*** EXTRACTED INFORMATION ***
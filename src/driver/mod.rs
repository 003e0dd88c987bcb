pub mod builder;
pub mod context;
pub mod core;
pub mod metrics;
pub mod pacemaker;
pub mod plugin;
pub mod plugins;
pub mod recorder;

pub use self::core::ScheduleDriver;
pub use builder::DriverBuilder;
pub use context::DriverContext;
pub use metrics::{MetricsSnapshot, SchedulerMetrics};
pub use pacemaker::{Pacemaker, PacemakerEvent};
pub use plugin::DriverPlugin;
pub use recorder::{Event, EventReason, EventRecorder, MemoryRecorder, Severity, TracingRecorder};
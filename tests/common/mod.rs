#![allow(dead_code)]

use std::sync::Arc;
use std::time::Duration;

use chrono::{DateTime, TimeZone, Utc};
use talos_schedule::common::{
    Clock, Experiment, ExperimentPhase, ExperimentStatus, ExperimentTemplate, ManualClock,
    ObjectKey, Schedule, ScheduleSpec, SchedulerConfig,
};
use talos_schedule::driver::{DriverBuilder, DriverContext, MemoryRecorder, ScheduleDriver};
use talos_schedule::persistence::{CascadeMode, ListFilter, MemoryPersistence, ObjectStore};
use talos_schedule::scheduler::{ReconcileOutcome, ScheduleReconciler};

/// 测试日志 (RUST_LOG 控制级别)
pub fn init_tracing() {
    let _ = tracing_subscriber::fmt()
        .with_env_filter(tracing_subscriber::EnvFilter::from_default_env())
        .with_test_writer()
        .try_init();
}

pub fn start() -> DateTime<Utc> {
    Utc.with_ymd_and_hms(2026, 6, 1, 10, 0, 0).unwrap()
}

pub fn minute(n: i64) -> DateTime<Utc> {
    start() + chrono::TimeDelta::minutes(n)
}

pub fn every_minute() -> ScheduleSpec {
    ScheduleSpec::new("* * * * *", ExperimentTemplate::pod_kill(&[("app", "checkout")]))
}

/// 冻结时钟 + 内存存储 + 收集型事件接收端
pub struct Harness {
    pub clock: ManualClock,
    pub store: MemoryPersistence,
    pub recorder: Arc<MemoryRecorder>,
    pub driver: ScheduleDriver,
    pub reconciler: ScheduleReconciler,
}

impl Harness {
    pub fn new() -> Self {
        Self::with(CascadeMode::Native, SchedulerConfig::default())
    }

    pub fn with(mode: CascadeMode, config: SchedulerConfig) -> Self {
        init_tracing();
        let clock = ManualClock::new(start());
        let shared: Arc<dyn Clock> = Arc::new(clock.clone());
        let store = MemoryPersistence::new(&config)
            .with_clock(shared.clone())
            .with_cascade(mode);
        let recorder = Arc::new(MemoryRecorder::new(shared.clone()));

        let driver = DriverBuilder::new()
            .with_node_id("test-node")
            .with_config(config)
            .with_persistence(store.clone())
            .with_clock(shared)
            .with_recorder(recorder.clone())
            .build();
        let reconciler = ScheduleReconciler::new(driver.context().clone());

        Self {
            clock,
            store,
            recorder,
            driver,
            reconciler,
        }
    }

    pub fn ctx(&self) -> &DriverContext {
        self.driver.context()
    }

    pub fn advance(&self, secs: u64) {
        self.clock.advance(Duration::from_secs(secs));
    }

    pub async fn create(&self, name: &str, spec: ScheduleSpec) -> Schedule {
        self.store
            .create_schedule(Schedule::new("chaos", name, spec))
            .await
            .unwrap()
    }

    pub async fn schedule(&self, key: &ObjectKey) -> Schedule {
        self.store.get_schedule(key).await.unwrap().unwrap()
    }

    pub async fn reconcile(&self, key: &ObjectKey) -> ReconcileOutcome {
        self.reconciler.reconcile(key).await.unwrap()
    }

    /// 属于该 Schedule 的全部实例 (按创建时间排序)
    pub async fn instances(&self, schedule: &Schedule) -> Vec<Experiment> {
        let filter = ListFilter::in_namespace(schedule.meta.namespace.clone())
            .owned_by(schedule.meta.uid.clone());
        self.store.list_experiments(&filter).await.unwrap()
    }

    /// 模拟外部执行引擎把实例推进到某个阶段
    pub async fn finish(&self, experiment: &Experiment, phase: ExperimentPhase) {
        let current = self
            .store
            .get_experiment(&experiment.key())
            .await
            .unwrap()
            .unwrap();
        self.store
            .update_experiment_status(
                &current.key(),
                current.meta.resource_version,
                ExperimentStatus {
                    phase,
                    finished_at: None,
                },
            )
            .await
            .unwrap();
    }
}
*** End of EXTRACTED INFORMATION ***
The entire listing above, every line of it, should be copied out exactly.

filename src/driver/mod.rs
repository 003e0dd88c987bcb
pub mod builder;
pub mod context;
pub mod core;
pub mod metrics;
pub mod pacemaker;
pub mod plugin;
pub mod plugins;
pub mod recorder;

pub use self::core::ScheduleDriver;
pub use builder::DriverBuilder;
pub use context::DriverContext;
pub use metrics::{MetricsSnapshot, SchedulerMetrics};
pub use pacemaker::{Pacemaker, PacemakerEvent};
pub use plugin::DriverPlugin;
pub use recorder::{Event, EventReason, EventRecorder, MemoryRecorder, Severity, TracingRecorder};
filename tests/common/mod.rs
#![allow(dead_code)]

use std::sync::Arc;
use std::time::Duration;

use chrono::{DateTime, TimeZone, Utc};
use talos_schedule::common::{
    Clock, Experiment, ExperimentPhase, ExperimentStatus, ExperimentTemplate, ManualClock,
    ObjectKey, Schedule, ScheduleSpec, SchedulerConfig,
};
use talos_schedule::driver::{DriverBuilder, DriverContext, MemoryRecorder, ScheduleDriver};
use talos_schedule::persistence::{CascadeMode, ListFilter, MemoryPersistence, ObjectStore};
use talos_schedule::scheduler::{ReconcileOutcome, ScheduleReconciler};

/// 测试日志 (RUST_LOG 控制级别)
pub fn init_tracing() {
    let _ = tracing_subscriber::fmt()
        .with_env_filter(tracing_subscriber::EnvFilter::from_default_env())
        .with_test_writer()
        .try_init();
}

pub fn start() -> DateTime<Utc> {
    Utc.with_ymd_and_hms(2026, 6, 1, 10, 0, 0).unwrap()
}

pub fn minute(n: i64) -> DateTime<Utc> {
    start() + chrono::TimeDelta::minutes(n)
}

pub fn every_minute() -> ScheduleSpec {
    ScheduleSpec::new("* * * * *", ExperimentTemplate::pod_kill(&[("app", "checkout")]))
}

/// 冻结时钟 + 内存存储 + 收集型事件接收端
pub struct Harness {
    pub clock: ManualClock,
    pub store: MemoryPersistence,
    pub recorder: Arc<MemoryRecorder>,
    pub driver: ScheduleDriver,
    pub reconciler: ScheduleReconciler,
}

impl Harness {
    pub fn new() -> Self {
        Self::with(CascadeMode::Native, SchedulerConfig::default())
    }

    pub fn with(mode: CascadeMode, config: SchedulerConfig) -> Self {
        init_tracing();
        let clock = ManualClock::new(start());
        let shared: Arc<dyn Clock> = Arc::new(clock.clone());
        let store = MemoryPersistence::new(&config)
            .with_clock(shared.clone())
            .with_cascade(mode);
        let recorder = Arc::new(MemoryRecorder::new(shared.clone()));

        let driver = DriverBuilder::new()
            .with_node_id("test-node")
            .with_config(config)
            .with_persistence(store.clone())
            .with_clock(shared)
            .with_recorder(recorder.clone())
            .build();
        let reconciler = ScheduleReconciler::new(driver.context().clone());

        Self {
            clock,
            store,
            recorder,
            driver,
            reconciler,
        }
    }

    pub fn ctx(&self) -> &DriverContext {
        self.driver.context()
    }

    pub fn advance(&self, secs: u64) {
        self.clock.advance(Duration::from_secs(secs));
    }

    pub async fn create(&self, name: &str, spec: ScheduleSpec) -> Schedule {
        self.store
            .create_schedule(Schedule::new("chaos", name, spec))
            .await
            .unwrap()
    }

    pub async fn schedule(&self, key: &ObjectKey) -> Schedule {
        self.store.get_schedule(key).await.unwrap().unwrap()
    }

    pub async fn reconcile(&self, key: &ObjectKey) -> ReconcileOutcome {
        self.reconciler.reconcile(key).await.unwrap()
    }

    /// 属于该 Schedule 的全部实例 (按创建时间排序)
    pub async fn instances(&self, schedule: &Schedule) -> Vec<Experiment> {
        let filter = ListFilter::in_namespace(schedule.meta.namespace.clone())
            .owned_by(schedule.meta.uid.clone());
        self.store.list_experiments(&filter).await.unwrap()
    }

    /// 模拟外部执行引擎把实例推进到某个阶段
    pub async fn finish(&self, experiment: &Experiment, phase: ExperimentPhase) {
        let current = self
            .store
            .get_experiment(&experiment.key())
            .await
            .unwrap()
            .unwrap();
        self.store
            .update_experiment_status(
                &current.key(),
                current.meta.resource_version,
                ExperimentStatus {
                    phase,
                    finished_at: None,
                },
            )
            .await
            .unwrap();
    }
}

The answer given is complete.